Before Marcus Trescothick, there was Graham Thorpe. There was much acclaim and sympathy when Trescothick sixteen years ago published Coming Back To Me (2008), the inside story of the mental torment that had curtailed his Test career; but in some ways Thorpe, in Rising From The Ashes (2005), had anticipated the sub-genre of memoirs exposing players at their rawest and most vulnerable, while somehow not quite eliciting the same sympathy. Perhaps it was felt that Thorpe, by his drinking and philandering, was more truly the author of his own sorrows. But given the hopeful tone of Thorpe’s title, there is now something additionally poignant about such passages as this:
I infuriated myself with the rubbishy soundbites I spouted to the press about how I’d been through a difficult period but was now feeling fine. I’d go back to my hotel room and think to myself: ‘How the fuck could you say that? When clearly you’re not all right?’ But I was trying to portray an image of myself as being back on my feet. Perhaps if I said it enough times it might actually come true.
It came true enough that Thorpe was able to build a second marriage on the ruins of his first, and finish his troubled career on good terms with the game. But the balance was seldom other than precarious. He lost his job as England’s batting coach after the 2021-22 Ashes, then had to forgo an appointment with Afghanistan for undisclosed reasons that boded ill. Thorpe’s career had been notable for comebacks, including a soul-stirring hundred at the Oval in 2003. But this time there was to be no return. All that’s left are memories, and movingly evoked they have been: Mark Ramprakash refers to Thorpe’s stubborn individualism , Vic Marks to his sang froid in difficult conditions , Andrew Miller to his affirming pluck. Wasim Akram has called him ‘the best left hander he ever bowled to’, perhaps recalling this.
I first glimpsed Thorpe as a precocious teenage county cricketer at the Oval in 1989. Surrey had a batter whom everyone tipped for national honours in Alec Stewart - when he twiddled his bat and surveyed the stands, it was almost like Stewy was trying to pick out the England selector in the crowd. But I saw Thorpe bat a few times and sensed he might be just as good - he already had a complete ground game, a compact defence, fluent cover drive and rasping cut, plus that busyness characteristic of good players who just want to get in amongst it. I was a little surprised it took him four more years to get to the top, and not at all surprised when he made a century on his Test debut, even if his Ashes career ended with only two more: he was injured after one Test in 1998-99, injured for the whole of 2001, withdrew for personal reasons from 2002-3.
For Thorpe’s twelve years as an international proved almost as chequered as England’s: he played 100 Tests while also missing forty-two.

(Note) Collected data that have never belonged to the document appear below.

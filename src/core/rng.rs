//! Deterministic random number generation for dealing.
//!
//! Seeded deals are reproducible, which is what hosts need for replays and
//! what tests need for stable scenarios. Unseeded tables draw a seed from
//! process-level entropy.
//!
//! ```
//! use trick_engine::core::GameRng;
//!
//! let mut a = GameRng::new(42);
//! let mut b = GameRng::new(42);
//! assert_eq!(a.gen_range_usize(0..100), b.gen_range_usize(0..100));
//! ```

use rand::seq::SliceRandom;
use rand::{Rng, SeedableRng};
use rand_chacha::ChaCha8Rng;

/// Deterministic RNG backed by ChaCha8.
#[derive(Clone, Debug)]
pub struct GameRng {
    inner: ChaCha8Rng,
    seed: u64,
}

impl GameRng {
    /// Create a new RNG with the given seed.
    #[must_use]
    pub fn new(seed: u64) -> Self {
        Self {
            inner: ChaCha8Rng::seed_from_u64(seed),
            seed,
        }
    }

    /// Create an RNG seeded from the thread-local entropy source.
    #[must_use]
    pub fn from_entropy() -> Self {
        Self::new(rand::thread_rng().gen())
    }

    /// The seed this RNG was created with.
    #[must_use]
    pub fn seed(&self) -> u64 {
        self.seed
    }

    /// Generate a random usize in the given range.
    pub fn gen_range_usize(&mut self, range: std::ops::Range<usize>) -> usize {
        self.inner.gen_range(range)
    }

    /// Shuffle a slice in place.
    pub fn shuffle<T>(&mut self, slice: &mut [T]) {
        slice.shuffle(&mut self.inner);
    }

    /// Choose a random element from a slice.
    #[must_use]
    pub fn choose<'a, T>(&mut self, slice: &'a [T]) -> Option<&'a T> {
        slice.choose(&mut self.inner)
    }
}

It was not, Thorpe commented in Rising, an era where a player enjoyed much reinforcement: ‘Not everyone in the team was always happy for you when you did well.’ Or perhaps, Mike Atherton observed, this sense was sharpened by Thorpe’s particular sensitivity to environment and mood: ‘A happy, contented Graham Thorpe is a world-class player, his presence beneficial to any team. If something off the field is eating away at him he cannot put it to the back of his mind and concentrate on his cricket.’ Sometimes, of course, what was eating him would have devoured anyone. The passages in Rising where Thorpe is trying to play a Test at Lord’s in 2002 while lawyers duke out his divorce are as hard to look away from as to read.
Thorpe clung to cricket, he explained, because he felt compelled, because it seemed like there was no alternative: ‘I kept playing because I felt it would help me keep a grip on things. What else was I supposed to do?’ But the returns were diminishing: ‘Yeah, well, you may have just got a Test hundred against Sri Lanka but did it really give you a lift?’ There is a particularly poignant scene in Rising where Thorpe, then glimpsing another career abyss, is quizzed by a younger teammate after an exciting, high-scoring ODI at Lord’s. ‘You’re not going to give all this up are you? You don’t want to do this any more? Don’t you think you’ll miss it?’ Thorpe stares grimly ahead and replies that he ‘could not give a fuck.’ The bright-eyed interlocutor is none other than Marcus Trescothick.
His record against good sides over a long period - averaged 44 in 100 tests - says he was one of England’s finest players.
One of England's finest along with Mark Butcher in the middle order. also a good player of spin.